Was sind Unterrichtsstörungen?

Auch wenn diese Frage zunächst einfach zu beantworten scheint, lohnt es sich, einmal darüber nachzudenken, was störend im Unterricht ist. Erinnere Dich auch an Deine eigene Schulzeit oder denke an Deine Schüler:innen oder Deine Kolleg:innen. Jede:r empfindet im Unterricht anderes als eine Störung.

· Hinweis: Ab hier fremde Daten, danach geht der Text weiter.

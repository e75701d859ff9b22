//! Scheduler configuration parsing.

use kdl::{KdlDocument, KdlNode};
use serde::{Deserialize, Serialize};
use std::path::Path;
use std::time::Duration;

use crate::nodes::{get_first_arg, get_first_string_arg, get_int_prop, get_string_prop};
use crate::{ConfigError, ConfigResult};

/// Timing and retry policy for a scheduler process.
#[derive(Debug, Clone, PartialEq, Serialize, Deserialize)]
pub struct SchedulerConfig {
    /// Identifies this process in logs.
    pub worker_id: String,
    pub poll_interval: Duration,
    pub lease_ttl: Duration,
    /// Multiplied by the job's retry count to delay a requeued entry.
    pub retry_backoff: Duration,
    /// Used for jobs whose tree does not set `max-retries`.
    pub default_max_retries: i32,
    /// How long a cancelling job may run before it is forced to `cancelled`.
    pub cancel_grace: Duration,
    /// A runner silent for longer is marked offline.
    pub runner_heartbeat_timeout: Duration,
    /// A pending job no live runner can ever take fails after this long.
    pub no_runner_timeout: Duration,
    pub dispatch_timeout: Duration,
    /// Maximum leases handed out per tick.
    pub dispatch_batch: usize,
    pub database: DatabaseConfig,
}

#[derive(Debug, Clone, PartialEq, Serialize, Deserialize)]
pub struct DatabaseConfig {
    pub url: Option<String>,
    pub max_connections: u32,
}

impl Default for DatabaseConfig {
    fn default() -> Self {
        Self {
            url: None,
            max_connections: 10,
        }
    }
}

impl Default for SchedulerConfig {
    fn default() -> Self {
        Self {
            worker_id: "scheduler".to_string(),
            poll_interval: Duration::from_millis(1000),
            lease_ttl: Duration::from_secs(30),
            retry_backoff: Duration::from_secs(10),
            default_max_retries: 2,
            cancel_grace: Duration::from_secs(60),
            runner_heartbeat_timeout: Duration::from_secs(90),
            no_runner_timeout: Duration::from_secs(600),
            dispatch_timeout: Duration::from_millis(5000),
            dispatch_batch: 32,
            database: DatabaseConfig::default(),
        }
    }
}

// Upper bound on any configured duration or count.
const MAX_VALUE: i128 = u32::MAX as i128;

/// Parse scheduler configuration from KDL text. Every key is optional.
pub fn parse_scheduler_config(kdl: &str) -> ConfigResult<SchedulerConfig> {
    let doc: KdlDocument = kdl.parse()?;
    let mut config = SchedulerConfig::default();

    for node in doc.nodes() {
        match node.name().value() {
            "scheduler" => parse_scheduler_block(node, &mut config)?,
            "database" => parse_database(node, &mut config.database)?,
            _ => {}
        }
    }

    Ok(config)
}

/// Read and parse a scheduler configuration file.
pub fn load_scheduler_config(path: impl AsRef<Path>) -> ConfigResult<SchedulerConfig> {
    let text = std::fs::read_to_string(path)?;
    parse_scheduler_config(&text)
}

fn parse_scheduler_block(node: &KdlNode, config: &mut SchedulerConfig) -> ConfigResult<()> {
    let Some(children) = node.children() else {
        return Ok(());
    };

    for child in children.nodes() {
        let key = child.name().value();
        match key {
            "worker-id" => {
                config.worker_id = get_first_string_arg(child)
                    .filter(|s| !s.is_empty())
                    .ok_or_else(|| ConfigError::invalid(key, "expected a non-empty string"))?;
            }
            "poll-interval-ms" => config.poll_interval = millis(child)?,
            "lease-ttl-secs" => config.lease_ttl = secs(child)?,
            "retry-backoff-secs" => config.retry_backoff = secs(child)?,
            "default-max-retries" => {
                config.default_max_retries = non_negative(child)? as i32;
            }
            "cancel-grace-secs" => config.cancel_grace = secs(child)?,
            "runner-heartbeat-timeout-secs" => config.runner_heartbeat_timeout = secs(child)?,
            "no-runner-timeout-secs" => config.no_runner_timeout = secs(child)?,
            "dispatch-timeout-ms" => config.dispatch_timeout = millis(child)?,
            "dispatch-batch" => config.dispatch_batch = positive(child)? as usize,
            _ => {}
        }
    }
    Ok(())
}

fn parse_database(node: &KdlNode, database: &mut DatabaseConfig) -> ConfigResult<()> {
    if let Some(url) = get_string_prop(node, "url")? {
        database.url = Some(url);
    }
    if let Some(n) = get_int_prop(node, "max-connections")? {
        if n <= 0 || n > MAX_VALUE {
            return Err(ConfigError::invalid("max-connections", "must be positive"));
        }
        database.max_connections = n as u32;
    }
    Ok(())
}

fn int_arg(node: &KdlNode) -> ConfigResult<i128> {
    let key = node.name().value();
    get_first_arg(node)
        .ok_or_else(|| ConfigError::MissingField(format!("value for {}", key)))?
        .as_integer()
        .ok_or_else(|| ConfigError::invalid(key, "expected an integer"))
}

fn positive(node: &KdlNode) -> ConfigResult<u32> {
    let n = int_arg(node)?;
    if n <= 0 || n > MAX_VALUE {
        return Err(ConfigError::invalid(
            node.name().value(),
            format!("must be positive, got {}", n),
        ));
    }
    Ok(n as u32)
}

fn non_negative(node: &KdlNode) -> ConfigResult<u32> {
    let n = int_arg(node)?;
    if !(0..=i32::MAX as i128).contains(&n) {
        return Err(ConfigError::invalid(
            node.name().value(),
            format!("must not be negative, got {}", n),
        ));
    }
    Ok(n as u32)
}

fn secs(node: &KdlNode) -> ConfigResult<Duration> {
    positive(node).map(|n| Duration::from_secs(n.into()))
}

fn millis(node: &KdlNode) -> ConfigResult<Duration> {
    positive(node).map(|n| Duration::from_millis(n.into()))
}
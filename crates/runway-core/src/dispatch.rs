//! Runner dispatch trait and lease assignment types.
//!
//! The scheduler never executes work itself. It leases a queue entry to a
//! runner and hands the assignment to a [`RunnerDispatcher`], which delivers
//! it over whatever channel the runner-management layer provides.

use async_trait::async_trait;
use chrono::{DateTime, Utc};
use serde::{Deserialize, Serialize};

use crate::model::{Job, QueueEntry, Runner, Step};
use crate::{EntryId, Result, RunnerId};

/// Work handed to a runner once its lease is recorded.
#[derive(Debug, Clone, PartialEq, Serialize, Deserialize)]
pub struct Assignment {
    pub entry: QueueEntry,
    pub job: Job,
    /// Steps of the job's current attempt, in order.
    pub steps: Vec<Step>,
    pub lease_expires_at: DateTime<Utc>,
}

/// Delivers assignments and cancellation signals to runners.
#[async_trait]
pub trait RunnerDispatcher: Send + Sync {
    /// Name of this dispatcher.
    fn name(&self) -> &'static str;

    /// Deliver a freshly leased assignment. An error is treated as a
    /// transient failure of the lease.
    async fn dispatch(&self, runner: &Runner, assignment: &Assignment) -> Result<()>;

    /// Ask a runner to stop work on a revoked lease. Best effort.
    async fn revoke(&self, runner_id: RunnerId, entry_id: EntryId) -> Result<()>;
}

Unterrichtsstörungen sind Verhaltensweisen im Unterricht, die verhindern, dass der Unterricht so ablaufen kann, dass alle beteiligten Personen an ihm teilnehmen können. Schüler:innen können Aufgaben nicht bearbeiten, es kommt kein Unterrichtsgespräch zustande oder Vorträge durch die Lehrkraft werden gestört. Dabei können wir zwischen aktivem und passivem Stören unterscheiden. Bei aktiver Unterrichtsstörung beeinträchtigt eine Handlung den Unterrichtsverlauf. Dazu gehört Reinrufen, die Nachbarin zu ärgern oder lange Vorträge zu einem unwichtigen Nebenthema halten. Passiv stören Nicht-Handlungen den Unterricht: zähe Unterrichtsgespräche, „Herumträumen“ statt Bearbeitung der Aufgaben, geringe Unterrichtsvorbereitung. In beiden Fällen halten Störer:innen andere und/oder sich selbst davon ab, am Unterricht teilzunehmen. An den Beispielen kannst Du sehen, dass sowohl Schüler:innen als auch Lehrer:innen den Unterricht stören können.

Wer stört wen und warum?

Zunächst einmal: Es gibt keinen Unterricht, in dem es nicht einmal zu aktiven oder passiven Unterrichtsstörungen kommt. Stört jemand den Unterricht, ist dieses „Störverhalten“ attraktiver als der eigentlichen Aufgabe nachzugehen. Für Lehrkräfte ist es z.B. häufig schwierig, Schüler:innen dazu zu bringen, sich zunächst ohne ihre Hilfe mit Aufgaben zu beschäftigen. In jedem Unterricht, an dem so viele Individuen teilnehmen, gibt es Phasen, in denen nicht jeder mit voller Begeisterung teilnehmen kann.

Schule als Institution

Dies hat auch institutionelle Gründe. Im System Schule gibt es große – häufig zu große – Klassen und für Schüler:innen nur ein geringes Maß an Wahlfreiheit. Sie können zwar manchmal entscheiden, wie sie eine Aufgabe lösen wollen, aber nicht, welches Fach sie mit welchen Mitschüler:innen und bei welcher Lehrkraft besuchen. Insofern kann das Verhalten von allen Schüler:innen unmöglich mit den Erwartungen aller Lehrkräfte übereinstimmen – und umgekehrt.

Schule als Treffpunkt

In Bezug auf die Hauptakteur:innen des Unterrichtes – Lehrer:innen und Schüler:innen – gibt es unterschiedliche Gründe dafür, den Unterricht zu stören. Schüler:innen gehen jeden Tag mit gleichaltrigen Kindern und Jugendlichen zur Schule, verbringen dort viel Zeit und knüpfen Freundschaften. Insofern erfüllt der Raum Schule eine wichtige Funktion für die Schüler:innen, weil sie hier auf ihre peers treffen. Mit ihnen handeln sie wichtige Fragen der Identitätsfindung und -konstruktion durch ihre Freundschaftspflege aus. Diese Beziehungsarbeit findet auch im Unterricht statt. Sie ist für einige Schüler:innen von besonderer Attraktivität – wenn sie sich beispielsweise darüber austauschen, was in der Pause geschehen ist oder wer nun mit wem zusammen ist.  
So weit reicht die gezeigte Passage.